Les personnes extérieures aux Ehpad sont interdites de visite dans ces établissements depuis mercredi pour limiter la propagation du coronavirus. Les familles de résidents, partagées entre compréhension et inquiétudes, font part de leurs doutes.
C'est l'une des nouvelles conséquences de l'épidémie de coronavirus, les visites dans les établissements d'hébergement des personnes âgées (Ehpad) sont suspendues jusqu'à nouvel ordre. La décision annoncée mercredi 11 mars par Emmanuel Macron est comprise, mais appréhendée par les familles de résidents.
"Quand on rentre en Ehpad, on n’en sort pas debout. C’est trop cruel de laisser une personne qu’on sait en fin de vie sans famille", estime Françoise Dubreuil dont la mère est résidente à l'Ehpad de la Barre à Saint-Jean-de-Bournay (Isère). En temps normal, elle allait rendre visite plusieurs fois par semaine à sa maman qui connaît parfois des jours difficiles dans cette structure, malgré l'implication du personnel soignant.
Doutes et inquiétude
"Quand maman ne veut pas se lever, les aides-soignantes n’arrivent pas toujours à la convaincre mais quand on est là, c'est différent. Quand je lui parle, je lui fais des câlins, ses yeux s’éclairent et je vois que ça va mieux", témoigne-t-elle, affirmant que sa mère a besoin de cette "présence familière" pour supporter l'isolement de la vie en Ehpad.

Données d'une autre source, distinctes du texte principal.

//! Module `scanner` implements a one‑pass, streaming lexer for the Lox language.
//!
//! It transforms a source string into a sequence of [`Token`]s, skipping whitespace
//! and comments, and emitting exactly one `EOF` token at the end. Designed as a `FusedIterator`,
//! it can be chained safely with other iterator adapters.
//!
//! # Public API
//!
//! - `Scanner::new(src: &'a str) -> Scanner<'a>`
//!   Create a new lexer over the input buffer.
//!
//! - `impl Iterator for Scanner<'a>`
//!   Yields `Result<Token, LoxError>` on each `.next()`, where `Ok(token)` is a scanned token
//!   and `Err` reports a lexing error with line information.  Scanning never stops at an
//!   error: the offending input is skipped and the next call resumes after it.
//!
//! - `Scanner::scan_tokens(self) -> (Vec<Token>, Vec<LoxError>)`
//!   Drain the iterator, separating tokens from diagnostics.
//!
//! # Token Recognition (`scan_token`)
//!
//! - Single‑character tokens: `(`, `)`, `{`, `}`, `,`, `.`, `-`, `+`, `;`, `*`, `?`, `:`.
//! - Two‑character operators: `!=`, `==`, `<=`, `>=`.
//! - Comments: `//` to end of line and non‑nesting `/* … */` blocks.
//! - String literals: `"` … `"`, allowing multi‑line and reporting unterminated errors.
//! - Numeric literals: integer and optional fractional part (no exponent, no leading
//!   or trailing dot).
//! - Identifiers/keywords: alphanumeric/_ sequences, resolved via a perfect‑hash `KEYWORDS` map.
//!
//! # Performance
//!
//! - Bulk comment skipping via `memchr` / `memchr::memmem`.
//! - `#[inline(always)]` on hot path helpers.
//!
//! # Example
//!
//! ```rust
//! use rox::scanner::Scanner;
//!
//! let scanner = Scanner::new("print 123; // example");
//! let (tokens, errors) = scanner.scan_tokens();
//! assert_eq!(tokens.len(), 4);
//! assert!(errors.is_empty());
//! ```

use crate::error::{LoxError, Result};
use crate::token::{Token, TokenType};
use log::{debug, info};
use memchr::{memchr, memchr_iter, memmem};
use phf::phf_map;
use std::iter::FusedIterator;

// ─────────────────────────────────────────────────────────────────────────────
// Static keyword map (compile‑time perfect hash)
// ─────────────────────────────────────────────────────────────────────────────

static KEYWORDS: phf::Map<&'static [u8], TokenType> = phf_map! {
    b"and"    => TokenType::AND,
    b"class"  => TokenType::CLASS,
    b"else"   => TokenType::ELSE,
    b"false"  => TokenType::FALSE,
    b"fun"    => TokenType::FUN,
    b"for"    => TokenType::FOR,
    b"if"     => TokenType::IF,
    b"nil"    => TokenType::NIL,
    b"or"     => TokenType::OR,
    b"print"  => TokenType::PRINT,
    b"return" => TokenType::RETURN,
    b"super"  => TokenType::SUPER,
    b"this"   => TokenType::THIS,
    b"true"   => TokenType::TRUE,
    b"var"    => TokenType::VAR,
    b"while"  => TokenType::WHILE,
};

/// A single pass **scanner / lexer** that converts source text into a
/// sequence of [`Token`]s.
pub struct Scanner<'a> {
    source: &'a str,            // entire source text
    src: &'a [u8],              // byte view of `source`
    start: usize,               // index of the *first* byte of the current lexeme
    curr: usize,                // index *one past* the last byte examined
    line: usize,                // 1‑based line counter (\n increments)
    pending: Option<TokenType>, // recognised token kind waiting to be emitted
}

impl<'a> Scanner<'a> {
    /// Create a new lexer over `source`.
    #[inline]
    pub fn new(source: &'a str) -> Self {
        info!("Scanner created over {} bytes", source.len());

        Self {
            source,
            src: source.as_bytes(),
            start: 0,
            curr: 0,
            line: 1,
            pending: None,
        }
    }

    /// Run the scanner to completion.  The token list always ends with
    /// exactly one `EOF`; lexical errors are collected alongside.
    pub fn scan_tokens(self) -> (Vec<Token>, Vec<LoxError>) {
        let mut tokens: Vec<Token> = Vec::new();
        let mut errors: Vec<LoxError> = Vec::new();

        for result in self {
            match result {
                Ok(token) => tokens.push(token),
                Err(e) => errors.push(e),
            }
        }

        info!(
            "Scanning finished: {} token(s), {} error(s)",
            tokens.len(),
            errors.len()
        );

        (tokens, errors)
    }

    // ───────────────────────────── primitive helpers ────────────────────────

    /// Return the length of the input slice.
    #[inline(always)]
    const fn len(&self) -> usize {
        self.src.len()
    }

    /// Are we at (or past) the end of input?
    #[inline(always)]
    fn is_at_end(&self) -> bool {
        self.curr >= self.len()
    }

    /// Advance one byte and return it.  *Panics* if called at EOF – higher‑level
    /// code always guards with [`is_at_end`].
    #[inline(always)]
    fn advance(&mut self) -> u8 {
        let b = self.src[self.curr];
        self.curr += 1;
        b
    }

    /// Peek at the current byte without consuming it.  Returns `0` if past EOF
    /// to avoid branching at call‑site.
    #[inline(always)]
    fn peek(&self) -> u8 {
        if self.is_at_end() {
            0
        } else {
            self.src[self.curr]
        }
    }

    /// Peek one byte beyond [`peek`].  Safe at EOF.
    #[inline(always)]
    fn peek_next(&self) -> u8 {
        if self.curr + 1 >= self.len() {
            0
        } else {
            self.src[self.curr + 1]
        }
    }

    /// Conditionally consume a byte **iff** it matches `expected`.
    #[inline(always)]
    fn match_byte(&mut self, expected: u8) -> bool {
        if !self.is_at_end() && self.peek() == expected {
            self.advance();
            true
        } else {
            false
        }
    }

    /// Pick `two` if the next byte is `=`, otherwise `one`.
    #[inline(always)]
    fn with_equal(&mut self, two: TokenType, one: TokenType) -> TokenType {
        if self.match_byte(b'=') {
            two
        } else {
            one
        }
    }

    // ───────────────────────────── core lexing ─────────────────────────────

    /// Scan a *single* token starting at `self.curr`.  If the lexeme produces an
    /// actual token the kind is stored in `self.pending`.  Whitespace and
    /// comments are skipped by returning `Ok(())` with `pending = None`.
    fn scan_token(&mut self) -> Result<()> {
        let b = self.advance();

        match b {
            // ── single‑character punctuators ──────────────────────────────
            b'(' => self.pending = Some(TokenType::LEFT_PAREN),
            b')' => self.pending = Some(TokenType::RIGHT_PAREN),
            b'{' => self.pending = Some(TokenType::LEFT_BRACE),
            b'}' => self.pending = Some(TokenType::RIGHT_BRACE),
            b',' => self.pending = Some(TokenType::COMMA),
            b'.' => self.pending = Some(TokenType::DOT),
            b'-' => self.pending = Some(TokenType::MINUS),
            b'+' => self.pending = Some(TokenType::PLUS),
            b';' => self.pending = Some(TokenType::SEMICOLON),
            b'*' => self.pending = Some(TokenType::STAR),
            b'?' => self.pending = Some(TokenType::QUESTION),
            b':' => self.pending = Some(TokenType::COLON),

            // ── two‑character operators (!=, ==, <=, >=) ─────────────────
            b'!' => self.pending = Some(self.with_equal(TokenType::BANG_EQUAL, TokenType::BANG)),
            b'=' => {
                self.pending = Some(self.with_equal(TokenType::EQUAL_EQUAL, TokenType::EQUAL))
            }
            b'<' => self.pending = Some(self.with_equal(TokenType::LESS_EQUAL, TokenType::LESS)),
            b'>' => {
                self.pending = Some(self.with_equal(TokenType::GREATER_EQUAL, TokenType::GREATER))
            }

            // ── whitespace / newline ─────────────────────────────────────
            b' ' | b'\r' | b'\t' => {
                return Ok(()); // skip insignificants
            }

            b'\n' => {
                self.line += 1; // track for diagnostics

                return Ok(());
            }

            // ── comments (// … until newline, /* … */) ───────────────────
            b'/' => {
                if self.match_byte(b'/') {
                    // Fast‑forward to next newline; the newline itself is left
                    // for the main loop so the line counter stays exact.
                    if let Some(pos) = memchr(b'\n', &self.src[self.curr..]) {
                        self.curr += pos;
                    } else {
                        self.curr = self.len();
                    }

                    return Ok(());
                }

                if self.match_byte(b'*') {
                    return self.skip_block_comment();
                }

                self.pending = Some(TokenType::SLASH);
            }

            // ── string literal " … " ─────────────────────────────────────
            b'"' => {
                return self.parse_string();
            }

            // ── number literal (digit‑leading) ───────────────────────────
            b'0'..=b'9' => {
                self.parse_number();
            }

            // ── identifiers / keywords (alpha or underscore‑leading) ─────
            b'a'..=b'z' | b'A'..=b'Z' | b'_' => {
                self.parse_identifier();
            }

            // ── unexpected character ─────────────────────────────────────
            _ => {
                // Report the whole code point, not just its first byte.
                let ch: char = self.source[self.start..]
                    .chars()
                    .next()
                    .unwrap_or(char::REPLACEMENT_CHARACTER);
                self.curr = self.start + ch.len_utf8();

                return Err(LoxError::lex(
                    self.line,
                    format!("Unexpected character: {}", ch),
                ));
            }
        }

        Ok(())
    }

    /// Skip a `/* … */` comment.  `self.curr` sits just past the opening `/*`.
    /// Comments do not nest: the first `*/` closes the comment.
    fn skip_block_comment(&mut self) -> Result<()> {
        let rest: &[u8] = &self.src[self.curr..];

        match memmem::find(rest, b"*/") {
            Some(pos) => {
                self.line += memchr_iter(b'\n', &rest[..pos]).count();
                self.curr += pos + 2;

                Ok(())
            }

            None => {
                self.line += memchr_iter(b'\n', rest).count();
                self.curr = self.len();

                Err(LoxError::lex(self.line, "Unterminated comment."))
            }
        }
    }

    /// Parse a double‑quoted string literal.
    ///
    /// * `self.start` still points to the opening `"`.
    /// * When we return, `self.curr` points **past** the closing `"`.
    fn parse_string(&mut self) -> Result<()> {
        while !self.is_at_end() && self.peek() != b'"' {
            if self.advance() == b'\n' {
                self.line += 1; // support multi‑line strings (allowed in Lox)
            }
        }

        if self.is_at_end() {
            return Err(LoxError::lex(self.line, "Unterminated string."));
        }

        self.advance(); // consume closing quote

        // Slice excluding the surrounding quotes.
        let s: &str = &self.source[self.start + 1..self.curr - 1];

        self.pending = Some(TokenType::STRING(s.to_owned()));

        Ok(())
    }

    /// Parse a numeric literal (`123`, `3.14`).  Fractions are optional.
    fn parse_number(&mut self) {
        while self.peek().is_ascii_digit() {
            self.advance();
        }

        // Optional fractional part.
        if self.peek() == b'.' && self.peek_next().is_ascii_digit() {
            self.advance(); // consume "."

            while self.peek().is_ascii_digit() {
                self.advance();
            }
        }

        let s: &str = &self.source[self.start..self.curr];
        let n: f64 = s.parse::<f64>().unwrap_or(0.0); // parse never fails (checked digits)
        self.pending = Some(TokenType::NUMBER(n));
    }

    /// Parse an identifier and decide if it is a **keyword** or a generic
    /// `IDENTIFIER` token.
    fn parse_identifier(&mut self) {
        while {
            let c: u8 = self.peek();
            c.is_ascii_alphanumeric() || c == b'_'
        } {
            self.advance();
        }

        let slice: &[u8] = &self.src[self.start..self.curr];

        let tt: TokenType = KEYWORDS
            .get(slice)
            .cloned()
            .unwrap_or(TokenType::IDENTIFIER);

        self.pending = Some(tt);
    }
}

// ───────────────────────── Iterator implementation ─────────────────────────

impl<'a> Iterator for Scanner<'a> {
    type Item = Result<Token>; // alias = Result<T, LoxError>

    fn next(&mut self) -> Option<Self::Item> {
        // Loop until we either emit a token, hit EOF, or see an error.
        while self.curr <= self.len() {
            // 1. EOF guard – emit exactly one EOF then terminate.
            if self.curr == self.len() {
                self.curr += 1; // ensure fused semantics
                return Some(Ok(Token::new(TokenType::EOF, "", self.line)));
            }

            // 2. Reset per‑token state.
            self.start = self.curr;
            self.pending = None;

            // 3. Attempt to scan a token.
            if let Err(e) = self.scan_token() {
                return Some(Err(e));
            }

            // 4. If a real token was recognised, build and return it.
            if let Some(tt) = self.pending.take() {
                let lex: &str = &self.source[self.start..self.curr];
                debug!("Scanned token ({:?}) on line {}", tt, self.line);

                return Some(Ok(Token::new(tt, lex, self.line)));
            }
            // Otherwise it was whitespace / comment → continue loop.
        }

        None // already yielded EOF
    }
}

impl<'a> FusedIterator for Scanner<'a> {}
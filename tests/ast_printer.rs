#[cfg(test)]
mod ast_printer_tests {
    use std::io;

    use pretty_assertions::assert_eq;

    use rox::ast_printer::{read_expr, AstPrinter};
    use rox::lox::Lox;
    use rox::value::Value;

    const SETUP: &str = r#"
        var a = 2;
        var s = "str";
        var calls = 0;
        fun sq(x) { calls = calls + 1; return x * x; }
        fun add(x, y) { return x + y; }
        class P { init() { this.v = 3; } twice() { return this.v * 2; } }
        var p = P();
    "#;

    fn session() -> Lox {
        let mut lox = Lox::with_output(io::sink());

        if let Err(e) = lox.run(SETUP) {
            panic!("setup failed: {}", e);
        }

        lox
    }

    fn print(source: &str) -> String {
        let mut lox = Lox::with_output(io::sink());

        match lox.parse_expression(source) {
            Ok(expr) => AstPrinter::print(&expr),
            Err(e) => panic!("parse failed: {}", e),
        }
    }

    /// Evaluate `source` directly and through print → read in two
    /// independent sessions; both must agree.
    fn assert_round_trip(source: &str) {
        let mut direct = session();
        let expected: Value = match direct.evaluate(source) {
            Ok(value) => value,
            Err(e) => panic!("direct evaluation of {:?} failed: {}", source, e),
        };

        let printed: String = print(source);

        let mut reread = session();
        let expr = match reread.read_expression(&printed) {
            Ok(expr) => expr,
            Err(e) => panic!("reading {:?} failed: {}", printed, e),
        };

        assert_eq!(AstPrinter::print(&expr), printed, "printing is stable");

        let actual: Value = match reread.interpreter_mut().evaluate(&expr) {
            Ok(value) => value,
            Err(e) => panic!("re-read evaluation of {:?} failed: {}", printed, e),
        };

        assert_eq!(actual, expected, "round trip of {:?} via {:?}", source, printed);
    }

    #[test]
    fn test_prints_prefix_form() {
        assert_eq!(print("1 + 2 * 3"), "(+ 1.0 (* 2.0 3.0))");
        assert_eq!(print("-(1.5)"), "(- (group 1.5))");
        assert_eq!(print("!nil == true"), "(== (! nil) true)");
        assert_eq!(print("a and b or c"), "(or (and a b) c)");
        assert_eq!(print("a ? 1 : 2"), "(?: a 1.0 2.0)");
        assert_eq!(print("(1, 2, 3)"), "(group (, 1.0 2.0 3.0))");
        assert_eq!(print("x = \"s\""), "(= x \"s\")");
        assert_eq!(print("p.v = 4"), "(= (. p v) 4.0)");
        assert_eq!(print("f(1, g())"), "(call f 1.0 (call g))");
        assert_eq!(print("this.m"), "(. this m)");
        assert_eq!(print("super.m"), "(super m)");
    }

    #[test]
    fn test_round_trip_arithmetic_and_logic() {
        for source in [
            "1 + 2 * 3",
            "(1 + 2) * 3",
            "10 / 4 - -a",
            "!(a > 1) == false",
            "nil or \"x\"",
            "a >= 2 and a <= 2",
            "a != 3 ? \"yes\" : \"no\"",
            "false ? 1 : nil ? 2 : 3",
            "s + a",
            "(1, 2, a)",
        ] {
            assert_round_trip(source);
        }
    }

    #[test]
    fn test_round_trip_calls_properties_and_assignment() {
        for source in [
            "sq(a) + add(1, 2)",
            "add(sq(2), add(3, 4))",
            "p.v",
            "p.twice()",
            "p.v = 10",
            "a = a + 1",
            "calls = sq(3), calls",
        ] {
            assert_round_trip(source);
        }
    }

    #[test]
    fn test_reader_distinguishes_negation_from_subtraction() {
        let negation = read_expr("(- 3.0)").expect("reads");
        let subtraction = read_expr("(- 3.0 1.0)").expect("reads");

        assert_eq!(AstPrinter::print(&negation), "(- 3.0)");
        assert_eq!(AstPrinter::print(&subtraction), "(- 3.0 1.0)");
    }

    #[test]
    fn test_reader_rejects_malformed_forms() {
        let cases: &[(&str, &str)] = &[
            ("(+ 1.0", "[line 1] Error at end: Unexpected end of form"),
            ("(+ 1.0 2.0 3.0)", "[line 1] Error at '3.0': Expected ')' after form"),
            ("(frob 1.0)", "[line 1] Error at 'frob': Unknown form"),
            ("(= 1.0 2.0)", "[line 1] Error at '=': Invalid assignment target"),
            ("1.0 2.0", "[line 1] Error at '2.0': Expected end of expression"),
        ];

        for (source, expected) in cases {
            match read_expr(source) {
                Ok(expr) => panic!("{:?} should not read, got {:?}", source, expr),
                Err(e) => assert_eq!(e.to_string(), *expected, "source: {}", source),
            }
        }
    }
}
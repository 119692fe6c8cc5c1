use std::cell::RefCell;
use std::collections::HashMap;
use std::fmt;
use std::rc::Rc;

use log::debug;

use crate::callable::{Callable, LoxFunction};
use crate::error::{LoxError, Result};
use crate::interpreter::Interpreter;
use crate::token::Token;
use crate::value::Value;

/// A class value: its name, optional superclass and method table.
pub struct LoxClass {
    name: String,
    superclass: Option<Rc<LoxClass>>,
    methods: HashMap<String, Rc<LoxFunction>>,
}

impl LoxClass {
    pub fn new(
        name: String,
        superclass: Option<Rc<LoxClass>>,
        methods: HashMap<String, Rc<LoxFunction>>,
    ) -> Self {
        Self {
            name,
            superclass,
            methods,
        }
    }

    pub fn name(&self) -> &str {
        &self.name
    }

    /// Look `name` up in this class, then its ancestors.
    pub fn find_method(&self, name: &str) -> Option<Rc<LoxFunction>> {
        match self.methods.get(name) {
            Some(method) => Some(Rc::clone(method)),
            None => self.superclass.as_ref()?.find_method(name),
        }
    }
}

// Implemented on the handle: the new instance has to point back at it.
impl Callable for Rc<LoxClass> {
    fn arity(&self) -> usize {
        self.find_method("init").map_or(0, |init| init.arity())
    }

    fn call(&self, interpreter: &mut Interpreter, arguments: Vec<Value>) -> Result<Value> {
        debug!("Instantiating class '{}'", self.name);

        let instance = Rc::new(RefCell::new(LoxInstance::new(Rc::clone(self))));

        if let Some(init) = self.find_method("init") {
            init.bind(&instance).call(interpreter, arguments)?;
        }

        Ok(Value::Instance(instance))
    }
}

impl fmt::Debug for LoxClass {
    fn fmt(&self, f: &mut fmt::Formatter<'_>) -> fmt::Result {
        write!(f, "<class {}>", self.name)
    }
}

/// An instance: its class plus dynamically created fields.
pub struct LoxInstance {
    class: Rc<LoxClass>,
    fields: HashMap<String, Value>,
}

impl LoxInstance {
    pub fn new(class: Rc<LoxClass>) -> Self {
        Self {
            class,
            fields: HashMap::new(),
        }
    }

    pub fn class(&self) -> &Rc<LoxClass> {
        &self.class
    }

    /// Fields shadow methods; a method found on the class chain comes back
    /// bound to `instance`.
    pub fn get(instance: &Rc<RefCell<LoxInstance>>, name: &Token) -> Result<Value> {
        let method: Option<Rc<LoxFunction>> = {
            let this = instance.borrow();

            if let Some(value) = this.fields.get(&name.lexeme) {
                return Ok(value.clone());
            }

            this.class.find_method(&name.lexeme)
        };

        match method {
            Some(method) => Ok(Value::Function(Rc::new(method.bind(instance)))),
            None => Err(LoxError::runtime(
                name.line,
                format!("Undefined property '{}'.", name.lexeme),
            )),
        }
    }

    pub fn set(&mut self, name: &Token, value: Value) {
        self.fields.insert(name.lexeme.clone(), value);
    }
}

impl fmt::Debug for LoxInstance {
    fn fmt(&self, f: &mut fmt::Formatter<'_>) -> fmt::Result {
        write!(f, "<{} instance>", self.class.name)
    }
}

Pour les familles, l'inquiétude et le doute dominent. Combien de temps cette mesure va-t-elle durer ? N'est-elle pas disproportionnée ? De son côté, Françoise Dubreuil "comprend" mais se dit "triste", inquiète que sa mère qui ne parle déjà plus beaucoup "sombre complètement dans la léthargie".
Quand les visites étaient réduites au strict minimum, Françoise Dubreuil prenait déjà toutes les précautions pour ne pas infecter les personnes âgées. "Mes enfants rentrent tout juste d'une zone à risque, donc j'ai décidé de ne pas les voir pour ne pas risquer de contaminer les résidents."
Maintenant qu'elle ne peut plus passer la porte de l'Ehpad, impossible même de décrocher le téléphone pour avoir des nouvelles de sa maman qui ne répond jamais. "Je ne vais pas non plus déranger les aides soignantes, elles vont déjà devoir gérer tout l’étage avec une cinquantaine de patients", désespère-t-elle.
Possibles exceptions
Fini aussi le loto du lundi qu'elle animait avec plusieurs membres de son association des familles et des bénévoles de l'Ehpad. "On avait pris en charge quelques animations pour maintenir de la vie (...) maintenant ça va être compliqué pour l'animatrice qui va devoir tout faire toute seule", poursuit Françoise Dubreuil, co-présidente de cette association.
Ces activités étaient déjà suspendues depuis lundi, ajoute Thérèse Blanc, présidente de l'association de bénévoles, jugeant cette mesure "difficile pour les résidents et les familles". Malgré l'interdiction de visite, des exceptions pourront être décidées pour des cas déterminés par le directeur d'établissement, en lien avec l'Agence régionale de santé (ARS) et la préfecture, a indiqué le gouvernement mercredi soir.
Cette exception risque d'être appliquée uniquement aux résidents en fin de vie, craint Françoise Dubreuil qui se questionne : "Entre l'épidémie de grippe saisonnière où on ne fait presque rien et l'épidémie de coronavirus où on fait beaucoup, n'y a-t-il pas un juste milieu ?"
En Auvergne-Rhône-Alpes, 262 personnes ont été testées positives au Covid-19 dont 39 cas supplémentaires entre les journées de mardi et mercredi. L'épidémie se propage et l'inquiétude monte en Isère, département un temps épargné qui compte désormais quatre cas de coronavirus.